Grabstein is well-known for doing the voice of the titular character in the Cartoon Network animated series Courage the Cowardly Dog. Grabstein used a combination of paranoia and panic to make the voice of Courage authentic. In the first season of the cartoon, he actually said many spoken words as Courage. However, for the rest of the series, Grabstein did almost all of the character's dialogue by gibberish and mumbling because the show's producers felt that Courage "talked too much" and wanted the dog to be more laconic.

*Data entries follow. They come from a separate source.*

//! Signal Aggregator
//!
//! Turns the three indicator readings into a trade direction with a
//! confidence weight.

use serde::{Deserialize, Serialize};

/// Reading of a single indicator
#[derive(Debug, Clone, Copy, PartialEq, Eq, Hash, Default, Serialize, Deserialize)]
#[serde(rename_all = "lowercase")]
pub enum Signal {
    Buy,
    Sell,
    #[default]
    None,
}

impl Signal {
    pub fn direction(self) -> Option<Direction> {
        match self {
            Self::Buy => Some(Direction::Buy),
            Self::Sell => Some(Direction::Sell),
            Self::None => None,
        }
    }

    pub fn as_str(self) -> &'static str {
        match self {
            Self::Buy => "buy",
            Self::Sell => "sell",
            Self::None => "none",
        }
    }
}

impl std::fmt::Display for Signal {
    fn fmt(&self, f: &mut std::fmt::Formatter<'_>) -> std::fmt::Result {
        f.write_str(self.as_str())
    }
}

impl std::str::FromStr for Signal {
    type Err = anyhow::Error;

    fn from_str(s: &str) -> Result<Self, Self::Err> {
        match s.trim().to_ascii_lowercase().as_str() {
            "buy" => Ok(Self::Buy),
            "sell" => Ok(Self::Sell),
            "none" | "" => Ok(Self::None),
            other => anyhow::bail!("unknown signal: {}", other),
        }
    }
}

/// Trade direction of an aligned signal or an open position
#[derive(Debug, Clone, Copy, PartialEq, Eq, Hash, Serialize, Deserialize)]
#[serde(rename_all = "lowercase")]
pub enum Direction {
    Buy,
    Sell,
}

impl Direction {
    pub fn opposite(&self) -> Self {
        match self {
            Self::Buy => Self::Sell,
            Self::Sell => Self::Buy,
        }
    }

    pub fn as_signal(self) -> Signal {
        match self {
            Self::Buy => Signal::Buy,
            Self::Sell => Signal::Sell,
        }
    }
}

impl std::fmt::Display for Direction {
    fn fmt(&self, f: &mut std::fmt::Formatter<'_>) -> std::fmt::Result {
        match self {
            Self::Buy => write!(f, "BUY"),
            Self::Sell => write!(f, "SELL"),
        }
    }
}

impl std::str::FromStr for Direction {
    type Err = anyhow::Error;

    fn from_str(s: &str) -> Result<Self, Self::Err> {
        match s.trim().to_ascii_lowercase().as_str() {
            "buy" => Ok(Self::Buy),
            "sell" => Ok(Self::Sell),
            other => anyhow::bail!("unknown direction: {}", other),
        }
    }
}

/// The three indicator readings of one analysis pass
#[derive(Debug, Clone, Copy, PartialEq, Eq, Default, Serialize, Deserialize)]
pub struct SignalSet {
    #[serde(rename = "STM")]
    pub stm: Signal,
    #[serde(rename = "TD")]
    pub td: Signal,
    #[serde(rename = "Zigzag")]
    pub zigzag: Signal,
}

impl SignalSet {
    pub fn new(stm: Signal, td: Signal, zigzag: Signal) -> Self {
        Self { stm, td, zigzag }
    }
}

/// An aligned reading: direction plus confidence in [0, 1]
#[derive(Debug, Clone, Copy, PartialEq, Serialize)]
pub struct Alignment {
    pub direction: Direction,
    pub confidence: f64,
}

/// Confidence when all three indicators agree
pub const FULL_CONFIDENCE: f64 = 1.0;
/// Confidence when STM and Zigzag agree and TD does not
pub const PARTIAL_CONFIDENCE: f64 = 0.5;

/// Alignment policy.
///
/// All three agree on a direction: confidence 1.0. STM and Zigzag agree
/// while TD says something else: confidence 0.5. Anything else is not
/// aligned.
///
/// NOTE: a stricter variant of this policy trades only on the full
/// three-way match; callers wanting that can filter on
/// `confidence == FULL_CONFIDENCE`.
pub fn align(signals: &SignalSet) -> Option<Alignment> {
    let direction = signals.stm.direction()?;
    if signals.zigzag != signals.stm {
        return None;
    }
    let confidence = if signals.td == signals.stm {
        FULL_CONFIDENCE
    } else {
        PARTIAL_CONFIDENCE
    };
    Some(Alignment {
        direction,
        confidence,
    })
}

/// True iff both readings are directions and they differ
pub fn is_opposite(current: Signal, new: Signal) -> bool {
    match (current.direction(), new.direction()) {
        (Some(a), Some(b)) => a != b,
        _ => false,
    }
}
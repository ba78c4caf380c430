//! Configuration for the lifecycle manager and broker gateways

use std::path::PathBuf;
use std::time::Duration;

use serde::{Deserialize, Serialize};

/// Execution mode determines which broker gateway receives orders
#[derive(Debug, Clone, Copy, PartialEq, Eq, Default, Serialize, Deserialize, clap::ValueEnum)]
#[serde(rename_all = "lowercase")]
pub enum ExecutionMode {
    /// In-process gateway, nothing leaves the machine
    #[default]
    Simulation,
    /// IB paper account via IB Gateway
    Paper,
    /// IB live account via IB Gateway
    Live,
}

impl std::fmt::Display for ExecutionMode {
    fn fmt(&self, f: &mut std::fmt::Formatter<'_>) -> std::fmt::Result {
        match self {
            Self::Simulation => write!(f, "Simulation"),
            Self::Paper => write!(f, "Paper"),
            Self::Live => write!(f, "Live"),
        }
    }
}

/// Sizing, order, fill-wait and risk parameters
#[derive(Debug, Clone, Serialize, Deserialize)]
pub struct TradingConfig {
    /// Which gateway receives orders
    pub mode: ExecutionMode,

    /// Starting capital used for position sizing
    pub initial_capital: f64,

    /// Fraction of current capital committed per position
    pub capital_fraction: f64,

    /// Limit-order offset from the reference price outside regular hours
    pub limit_offset: f64,

    /// How long to wait for a broker fill before falling back to the
    /// reference price
    pub fill_timeout: Duration,

    /// How often a fill wait re-checks the order state
    pub fill_poll_interval: Duration,

    /// Upper bound on a historical-bar request
    pub history_timeout: Duration,

    /// Number of most recent 5-minute bars forming the Fibonacci range
    pub lookback_bars: usize,

    /// Trade ledger CSV
    pub ledger_path: PathBuf,
}

impl Default for TradingConfig {
    fn default() -> Self {
        Self {
            mode: ExecutionMode::Simulation,
            initial_capital: 4000.0,
            capital_fraction: 0.10,
            limit_offset: 0.005,
            fill_timeout: Duration::from_secs(30),
            fill_poll_interval: Duration::from_millis(50),
            history_timeout: Duration::from_secs(6),
            lookback_bars: 33,
            ledger_path: PathBuf::from("trading_records.csv"),
        }
    }
}

impl TradingConfig {
    /// Shares for a new position: floor(fraction * capital / price), at least 1
    pub fn position_size(&self, capital: f64, price: f64) -> u32 {
        if !(price > 0.0) || !price.is_finite() {
            return 1;
        }
        let shares = (self.capital_fraction * capital / price).floor();
        if shares >= 1.0 {
            shares as u32
        } else {
            1
        }
    }
}

/// IB Gateway connection settings
#[derive(Debug, Clone, Serialize, Deserialize)]
pub struct IbConfig {
    /// IB Gateway host
    pub host: String,
    /// IB Gateway port (paper: 4002, live: 4001)
    pub port: u16,
    /// Client ID (must be unique per connection)
    pub client_id: i32,
    /// Upper bound on the initial connection
    pub connect_timeout: Duration,
}

/// Default IB Gateway port for paper accounts
pub const PAPER_PORT: u16 = 4002;
/// Default IB Gateway port for live accounts
pub const LIVE_PORT: u16 = 4001;

impl Default for IbConfig {
    fn default() -> Self {
        Self {
            host: "127.0.0.1".to_string(),
            port: PAPER_PORT,
            client_id: 1,
            connect_timeout: Duration::from_secs(5),
        }
    }
}

impl IbConfig {
    /// Defaults with the gateway port matching `mode`
    pub fn for_mode(mode: ExecutionMode) -> Self {
        let port = match mode {
            ExecutionMode::Live => LIVE_PORT,
            _ => PAPER_PORT,
        };
        Self {
            port,
            ..Default::default()
        }
    }

    /// `host:port`
    pub fn address(&self) -> String {
        format!("{}:{}", self.host, self.port)
    }
}
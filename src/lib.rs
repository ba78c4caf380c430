//! Chart-screenshot signal extraction and automated IB equities execution

pub mod capture;
pub mod execution;
pub mod monitor;
pub mod session;
pub mod vision;

pub use execution::{ExecutionMode, LifecycleManager, TradingConfig};
pub use vision::{ChartAnalyzer, Direction, Signal, SignalSet};
//! In-process broker gateway
//!
//! Fills orders instantly at the limit price (or the cached price for market
//! orders). The fill mode can be switched to never fill or to reject, and
//! every submission is recorded for inspection.

use std::sync::atomic::{AtomicBool, AtomicI32, AtomicU8, Ordering};
use std::time::Duration;

use anyhow::{bail, Result};
use async_trait::async_trait;
use dashmap::DashMap;
use tracing::{debug, info};

use super::fills::{FillBook, FillOutcome};
use super::gateway::{BrokerGateway, HistoricalBar, HistoryRequest};
use super::order::{Fill, OrderSpec, OrderStatus};
use super::price_cache::PriceCache;

#[derive(Debug, Clone, Copy, PartialEq, Eq)]
#[repr(u8)]
pub enum FillMode {
    Immediate = 0,
    /// Orders stay working forever
    Never = 1,
    Reject = 2,
}

impl FillMode {
    fn from_u8(v: u8) -> Self {
        match v {
            1 => Self::Never,
            2 => Self::Reject,
            _ => Self::Immediate,
        }
    }
}

#[derive(Debug, Clone, PartialEq)]
pub struct SubmittedOrder {
    pub order_id: i32,
    pub symbol: String,
    pub order: OrderSpec,
}

pub struct SimulatedGateway {
    prices: PriceCache,
    fills: FillBook,
    next_order_id: AtomicI32,
    fill_mode: AtomicU8,
    fail_submissions: AtomicBool,
    bars: DashMap<String, Vec<HistoricalBar>>,
    submitted: DashMap<i32, SubmittedOrder>,
    poll_interval: Duration,
}

impl SimulatedGateway {
    pub fn new(prices: PriceCache) -> Self {
        Self {
            prices,
            fills: FillBook::new(),
            next_order_id: AtomicI32::new(1),
            fill_mode: AtomicU8::new(FillMode::Immediate as u8),
            fail_submissions: AtomicBool::new(false),
            bars: DashMap::new(),
            submitted: DashMap::new(),
            poll_interval: Duration::from_millis(5),
        }
    }

    pub fn price_cache(&self) -> &PriceCache {
        &self.prices
    }

    pub fn set_price(&self, symbol: &str, price: f64) {
        self.prices.set(symbol, price);
    }

    pub fn set_fill_mode(&self, mode: FillMode) {
        self.fill_mode.store(mode as u8, Ordering::SeqCst);
    }

    pub fn fill_mode(&self) -> FillMode {
        FillMode::from_u8(self.fill_mode.load(Ordering::SeqCst))
    }

    /// Make every subsequent submission fail at the transport level
    pub fn set_fail_submissions(&self, fail: bool) {
        self.fail_submissions.store(fail, Ordering::SeqCst);
    }

    pub fn set_bars(&self, symbol: &str, bars: Vec<HistoricalBar>) {
        self.bars.insert(symbol.to_string(), bars);
    }

    /// Submitted orders in submission order
    pub fn submitted(&self) -> Vec<SubmittedOrder> {
        let mut orders: Vec<SubmittedOrder> = self.submitted.iter().map(|o| o.value().clone()).collect();
        orders.sort_by_key(|o| o.order_id);
        orders
    }
}

#[async_trait]
impl BrokerGateway for SimulatedGateway {
    fn name(&self) -> &'static str {
        "simulated"
    }

    async fn subscribe_price_stream(&self, symbols: &[String]) -> Result<()> {
        debug!(count = symbols.len(), "simulated price stream: prices come from set_price");
        Ok(())
    }

    fn cached_price(&self, symbol: &str) -> Option<f64> {
        self.prices.get(symbol)
    }

    async fn fetch_recent_bars(&self, symbol: &str, _request: HistoryRequest) -> Result<Vec<HistoricalBar>> {
        Ok(self.bars.get(symbol).map(|b| b.clone()).unwrap_or_default())
    }

    async fn submit_order(&self, symbol: &str, order: &OrderSpec) -> Result<i32> {
        if self.fail_submissions.load(Ordering::SeqCst) {
            bail!("simulated submission failure for {}", symbol);
        }

        let order_id = self.next_order_id.fetch_add(1, Ordering::SeqCst);
        self.submitted.insert(
            order_id,
            SubmittedOrder {
                order_id,
                symbol: symbol.to_string(),
                order: order.clone(),
            },
        );
        self.fills.record_status(order_id, OrderStatus::Submitted);

        match self.fill_mode() {
            FillMode::Immediate => {
                let price = order.limit_price.or_else(|| self.prices.get(symbol));
                match price {
                    Some(price) => self.fills.record_fill(order_id, Fill::at(price, order.quantity as f64)),
                    None => debug!(order_id, symbol, "no price to fill market order"),
                }
            }
            FillMode::Never => {}
            FillMode::Reject => self.fills.record_status(order_id, OrderStatus::Rejected),
        }
        self.fills.settle(order_id);

        info!(order_id, symbol, %order, "simulated order submitted");
        Ok(order_id)
    }

    async fn await_fill(&self, order_id: i32, timeout: Duration) -> FillOutcome {
        let outcome = self.fills.wait(order_id, timeout, self.poll_interval).await;
        self.fills.release(order_id);
        outcome
    }

    async fn disconnect(&self) -> Result<()> {
        info!("simulated gateway disconnected");
        Ok(())
    }
}

#[cfg(test)]
mod tests {
    use super::*;
    use crate::vision::Direction;

    #[tokio::test]
    async fn test_market_fills_at_cached_price() {
        let gw = SimulatedGateway::new(PriceCache::new());
        gw.set_price("AAPL", 190.0);
        let id = gw.submit_order("AAPL", &OrderSpec::market(Direction::Buy, 2)).await.unwrap();
        let outcome = gw.await_fill(id, Duration::from_millis(100)).await;
        assert_eq!(outcome.fill().map(|f| f.avg_fill_price), Some(190.0));
        assert_eq!(gw.submitted().len(), 1);
    }

    #[tokio::test]
    async fn test_limit_fills_at_limit() {
        let gw = SimulatedGateway::new(PriceCache::new());
        let id = gw.submit_order("AAPL", &OrderSpec::limit(Direction::Sell, 2, 99.5)).await.unwrap();
        let outcome = gw.await_fill(id, Duration::from_millis(100)).await;
        assert_eq!(outcome.fill().map(|f| f.avg_fill_price), Some(99.5));
    }

    #[tokio::test]
    async fn test_fill_modes() {
        let gw = SimulatedGateway::new(PriceCache::new());
        gw.set_price("MSFT", 400.0);

        gw.set_fill_mode(FillMode::Never);
        let id = gw.submit_order("MSFT", &OrderSpec::market(Direction::Buy, 1)).await.unwrap();
        assert_eq!(gw.await_fill(id, Duration::from_millis(30)).await, FillOutcome::TimedOut);

        gw.set_fill_mode(FillMode::Reject);
        let id = gw.submit_order("MSFT", &OrderSpec::market(Direction::Buy, 1)).await.unwrap();
        assert_eq!(
            gw.await_fill(id, Duration::from_millis(30)).await,
            FillOutcome::Rejected(OrderStatus::Rejected)
        );

        gw.set_fail_submissions(true);
        assert!(gw.submit_order("MSFT", &OrderSpec::market(Direction::Buy, 1)).await.is_err());
        assert_eq!(gw.submitted().len(), 2);
        // timed-out and rejected orders leave no state behind
        assert!(gw.fills.is_empty());
    }
}
impl LifecycleManager {
    pub fn new(
        config: TradingConfig,
        gateway: Arc<dyn BrokerGateway>,
        ledger: TradeLedger,
        session: MarketSession,
        clock: Arc<dyn Clock>,
        symbols: impl IntoIterator<Item = String>,
    ) -> Self {
        let (event_tx, _) = broadcast::channel(1000);
        Self {
            book: Mutex::new(PositionBook::new(config.initial_capital)),
            config,
            gateway,
            ledger,
            session,
            clock,
            history: HistoryRequest::default(),
            tracked: symbols.into_iter().map(|s| s.to_uppercase()).collect(),
            trade_seq: AtomicU64::new(1),
            event_tx,
        }
    }

    pub fn subscribe(&self) -> broadcast::Receiver<ExecutionEvent> {
        self.event_tx.subscribe()
    }

    pub fn config(&self) -> &TradingConfig {
        &self.config
    }

    pub fn session(&self) -> &MarketSession {
        &self.session
    }

    pub fn gateway(&self) -> &Arc<dyn BrokerGateway> {
        &self.gateway
    }

    pub fn is_tracked(&self, symbol: &str) -> bool {
        self.tracked.contains(symbol)
    }

    pub fn tracked_symbols(&self) -> Vec<String> {
        let mut symbols: Vec<String> = self.tracked.iter().cloned().collect();
        symbols.sort();
        symbols
    }

    pub async fn position(&self, symbol: &str) -> Option<Position> {
        self.book.lock().await.get(symbol).cloned()
    }

    pub async fn is_flat(&self, symbol: &str) -> bool {
        self.book.lock().await.is_flat(symbol)
    }

    pub async fn capital(&self) -> f64 {
        self.book.lock().await.capital()
    }

    pub async fn open_symbols(&self) -> Vec<String> {
        self.book.lock().await.open_symbols()
    }

    pub async fn stats_summary(&self) -> String {
        self.book.lock().await.stats_summary()
    }

    fn emit(&self, event: ExecutionEvent) {
        let _ = self.event_tx.send(event);
    }

    /// `TRADE_<yyyymmdd_hhmmss>_<SYMBOL>_<seq>`
    fn new_trade_id(&self, symbol: &str) -> String {
        let now = MarketSession::eastern(self.clock.now());
        let seq = self.trade_seq.fetch_add(1, Ordering::Relaxed);
        format!("TRADE_{}_{}_{:04}", now.format("%Y%m%d_%H%M%S"), symbol, seq)
    }

    /// Submit and wait. Rejections and submission errors are returned as
    /// errors; a timeout falls back to `reference_price`.
    async fn execute(&self, symbol: &str, order: &OrderSpec, reference_price: f64) -> Result<(i32, ResolvedFill)> {
        let order_id = self
            .gateway
            .submit_order(symbol, order)
            .await
            .with_context(|| format!("Failed to submit {} for {}", order, symbol))?;

        info!(order_id, symbol, %order, "waiting for fill");
        match self.gateway.await_fill(order_id, self.config.fill_timeout).await {
            FillOutcome::Filled(fill) if fill.avg_fill_price > 0.0 => {
                info!(order_id, symbol, price = fill.avg_fill_price, "order filled");
                Ok((order_id, ResolvedFill { price: fill.avg_fill_price, estimated: false }))
            }
            FillOutcome::Filled(_) | FillOutcome::TimedOut => {
                warn!(
                    order_id,
                    symbol,
                    price = reference_price,
                    timeout_secs = self.config.fill_timeout.as_secs_f64(),
                    "no fill confirmation, recording estimated price"
                );
                self.emit(ExecutionEvent::EstimatedFill {
                    symbol: symbol.to_string(),
                    order_id,
                    price: reference_price,
                });
                Ok((order_id, ResolvedFill { price: reference_price, estimated: true }))
            }
            FillOutcome::Rejected(status) => {
                error!(order_id, symbol, %status, "order not filled");
                self.emit(ExecutionEvent::OrderRejected {
                    symbol: symbol.to_string(),
                    order_id,
                    status: status.to_string(),
                });
                bail!("order {} for {} was {}", order_id, symbol, status)
            }
        }
    }

    async fn lookback_range(&self, symbol: &str) -> Option<LookbackRange> {
        let request = self.gateway.fetch_recent_bars(symbol, self.history);
        match tokio::time::timeout(self.config.history_timeout, request).await {
            Ok(Ok(bars)) => {
                let range = LookbackRange::from_bars(&bars, self.config.lookback_bars);
                if range.is_none() {
                    warn!(symbol, "no historical bars");
                }
                range
            }
            Ok(Err(e)) => {
                warn!(symbol, error = %e, "historical bar request failed");
                None
            }
            Err(_) => {
                warn!(symbol, "historical bar request timed out");
                None
            }
        }
    }

    /// Flat -> Open.
    ///
    /// Refused when `symbol` already has a position or an order in flight.
    /// On broker rejection or submission failure the symbol stays Flat.
    pub async fn place_order(
        &self,
        symbol: &str,
        direction: Direction,
        reference_price: f64,
        signals: SignalSet,
        confidence: Option<f64>,
    ) -> Result<Position> {
        if !(reference_price.is_finite() && reference_price > 0.0) {
            bail!("invalid reference price {} for {}", reference_price, symbol);
        }

        let capital = {
            let mut book = self.book.lock().await;
            book.begin_entry(symbol)?;
            book.capital()
        };

        let shares = self.config.position_size(capital, reference_price);
        let entry_time = self.clock.now();
        let regular = self.session.is_regular_hours(entry_time);
        let order = OrderSpec::for_session(direction, shares, reference_price, regular, self.config.limit_offset);
        info!(symbol, %direction, shares, reference_price, regular_hours = regular, "placing entry order");

        let (order_id, fill) = match self.execute(symbol, &order, reference_price).await {
            Ok(result) => result,
            Err(e) => {
                self.book.lock().await.abandon(symbol);
                error!(symbol, error = %e, "entry abandoned");
                self.emit(ExecutionEvent::Error {
                    symbol: symbol.to_string(),
                    message: e.to_string(),
                });
                return Err(e);
            }
        };

        let range = self.lookback_range(symbol).await;
        let levels = fibonacci_levels(fill.price, direction, range, confidence);

        let position = Position {
            trade_id: self.new_trade_id(symbol),
            symbol: symbol.to_string(),
            direction,
            entry_price: fill.price,
            shares,
            take_profit: levels.take_profit,
            stop_loss: levels.stop_loss,
            entry_time,
            order_id,
            order_type: order.label(),
            is_market_hours: regular,
            signals,
            reserved_capital: shares as f64 * reference_price * self.config.capital_fraction,
            estimated_fill: fill.estimated,
        };

        self.book.lock().await.open(position.clone());
        if let Err(e) = self.ledger.append(&LedgerRow::entry(&position)).await {
            error!(symbol, trade_id = %position.trade_id, error = %e, "failed to record entry");
        }

        info!(
            symbol,
            trade_id = %position.trade_id,
            %direction,
            shares,
            entry = position.entry_price,
            tp = position.take_profit,
            sl = position.stop_loss,
            "position opened"
        );
        self.emit(ExecutionEvent::PositionOpened {
            trade_id: position.trade_id.clone(),
            symbol: symbol.to_string(),
            direction,
            entry_price: position.entry_price,
            shares,
        });
        Ok(position)
    }

    /// Open -> Flat.
    ///
    /// `Ok(None)` when already flat, busy, or no cached price is available;
    /// the position then stays as it was and the call can simply be retried.
    pub async fn close_position(&self, symbol: &str, reason: ExitReason) -> Result<Option<ClosedTrade>> {
        let Some(position) = self.book.lock().await.begin_exit(symbol) else {
            debug!(symbol, "no position to close");
            return Ok(None);
        };

        let Some(price) = self.gateway.cached_price(symbol) else {
            warn!(symbol, %reason, "no cached price, position left open");
            self.book.lock().await.abandon(symbol);
            return Ok(None);
        };

        let regular = self.session.is_regular_hours(self.clock.now());
        let order = OrderSpec::for_session(
            position.direction.opposite(),
            position.shares,
            price,
            regular,
            self.config.limit_offset,
        );
        info!(symbol, %reason, %order, "closing position");

        let (_, fill) = match self.execute(symbol, &order, price).await {
            Ok(result) => result,
            Err(e) => {
                self.book.lock().await.abandon(symbol);
                error!(symbol, error = %e, "exit abandoned, position still open");
                self.emit(ExecutionEvent::Error {
                    symbol: symbol.to_string(),
                    message: e.to_string(),
                });
                return Err(e);
            }
        };

        let trade = position.close(fill.price, self.clock.now(), reason, order.label(), fill.estimated);
        self.book.lock().await.close(trade.clone());
        if let Err(e) = self.ledger.append(&LedgerRow::exit(&trade)).await {
            error!(symbol, trade_id = %trade.position.trade_id, error = %e, "failed to record exit");
        }

        info!(
            symbol,
            trade_id = %trade.position.trade_id,
            exit = trade.exit_price,
            pnl = trade.pnl_dollar,
            pnl_pct = trade.pnl_percent,
            reason = %trade.reason,
            "position closed"
        );
        self.emit(ExecutionEvent::PositionClosed {
            trade_id: trade.position.trade_id.clone(),
            symbol: symbol.to_string(),
            exit_price: trade.exit_price,
            pnl_dollar: trade.pnl_dollar,
            reason: trade.reason.to_string(),
        });
        Ok(Some(trade))
    }

    /// Close every position whose TP or SL the cached price has crossed.
    /// Symbols without a cached price are skipped this round.
    pub async fn check_exit_conditions(&self) -> Vec<ClosedTrade> {
        let open: Vec<Position> = {
            let book = self.book.lock().await;
            book.open_symbols()
                .iter()
                .filter_map(|s| book.get(s).cloned())
                .collect()
        };

        let mut closed = Vec::new();
        for position in open {
            let Some(price) = self.gateway.cached_price(&position.symbol) else {
                debug!(symbol = %position.symbol, "exit check skipped, no price");
                continue;
            };
            let Some(reason) = position.exit_trigger(price) else {
                continue;
            };
            info!(symbol = %position.symbol, price, %reason, "exit triggered");
            match self.close_position(&position.symbol, reason).await {
                Ok(Some(trade)) => closed.push(trade),
                Ok(None) => {}
                Err(e) => error!(symbol = %position.symbol, error = %e, "exit failed"),
            }
        }
        closed
    }

    /// Close the open position if it points the other way
    pub async fn handle_opposite_signal(&self, symbol: &str, new_direction: Direction) -> Result<Option<ClosedTrade>> {
        let current = match self.book.lock().await.get(symbol) {
            Some(position) => position.direction,
            None => return Ok(None),
        };
        if current == new_direction {
            return Ok(None);
        }
        self.close_position(symbol, ExitReason::OppositeSignal(new_direction)).await
    }

    /// Close everything, e.g. at the daily close-out
    pub async fn close_all_positions(&self, reason: ExitReason) -> Vec<ClosedTrade> {
        let symbols = self.open_symbols().await;
        info!(count = symbols.len(), %reason, "closing all positions");
        let mut closed = Vec::new();
        for symbol in symbols {
            match self.close_position(&symbol, reason.clone()).await {
                Ok(Some(trade)) => closed.push(trade),
                Ok(None) => {}
                Err(e) => error!(symbol, error = %e, "close failed"),
            }
        }
        closed
    }

    /// Act on one analysed frame: align, flip an opposite position, then
    /// enter unless already positioned the same way.
    pub async fn on_signal(&self, symbol: &str, signals: SignalSet) -> Result<SignalDecision> {
        if !self.is_tracked(symbol) {
            debug!(symbol, "untracked symbol");
            return Ok(SignalDecision::Untracked);
        }
        let Some(alignment) = align(&signals) else {
            return Ok(SignalDecision::NotAligned);
        };
        info!(
            symbol,
            direction = %alignment.direction,
            confidence = alignment.confidence,
            "aligned signal"
        );

        let Some(price) = self.gateway.cached_price(symbol) else {
            warn!(symbol, "aligned signal but no cached price");
            return Ok(SignalDecision::NoPrice);
        };

        if let Err(e) = self.handle_opposite_signal(symbol, alignment.direction).await {
            error!(symbol, error = %e, "could not close opposite position");
        }

        if let Some(current) = self.position(symbol).await {
            if current.direction == alignment.direction {
                debug!(symbol, "already positioned in signal direction");
                return Ok(SignalDecision::AlreadyPositioned);
            }
        }

        let position = self
            .place_order(symbol, alignment.direction, price, signals, Some(alignment.confidence))
            .await?;
        Ok(SignalDecision::Entered(position))
    }

    pub async fn disconnect(&self) -> Result<()> {
        info!("{}", self.stats_summary().await);
        self.gateway.disconnect().await
    }
}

Grabstein reprised his role as Courage for the TV special, The Fog of Courage, and the crossover movie, Straight Outta Nowhere: Scooby-Doo! Meets Courage the Cowardly Dog.

Personal life
Marty's father, Danny was owner of the well known Grabstein's Deli in Canarsie, Brooklyn and his mother, Edna (née  Bine) was a talented singer who once sang Cabaret at Don't Tell Mama's in New York City. Grabstein currently lives in New Jersey with his wife Nancy and sons Matthew and Daniel.

Filmography
Law & Order (TV series; 1997, 2000, 2003) - Ackerman, Bob, Shlomo Fineberg (live-action) (3 episodes)
Bury the Evidence (film; 1998) - The Nervous Man (live-action)
Courage the Cowardly Dog (TV series; 1999–2002) - Courage the Dog (voice) (52 episodes)
Law & Order: Criminal Intent (TV series 2002) - Pomerantz (live-action) (1 episode)
Dead Air (short; 2002) - Additional voices
Apartment #5C (film; 2002) - Restaurant owner (live-action)
Manhattan's Best Friend (short; 2003) - Additional voices
Law & Order: Special Victims Unit (TV series; 2003) - Ronny Ickles (live-action) (1 episode)
Third Watch (TV series; 2004) - Ted (live-action) (1 episode)
Wonder Showzen (TV series; 2005) - Singing Chest (live-action) (1 episode)
Cartoon Network Racing (video game; 2006) - Courage the Dog (voice)
Conviction (TV series; 2006) - Saul Mincheff (live-action) (1 episode)
Hanging Plant (short; 2009) - Plant guy (live-action)
FusionFall (video game; 2009) - Courage the Dog (voice)
Cartoon Network 20th Anniversary (TV movie; 2012) - Courage the Dog (voice)
The Fog of Courage (CGI short; 2014) - Courage the Dog (voice)
A Cat's Tale (film; 2015) - Rob (live-action)
 Straight Outta Nowhere: Scooby-Doo! Meets Courage the Cowardly Dog (film; 2021) - Courage the Dog, Mr. McGill/Clown (voice)

References

External links

1954 births
Living people
American male film actors
American male television actors
American male voice actors
Male actors from New York City
Place of birth missing (living people)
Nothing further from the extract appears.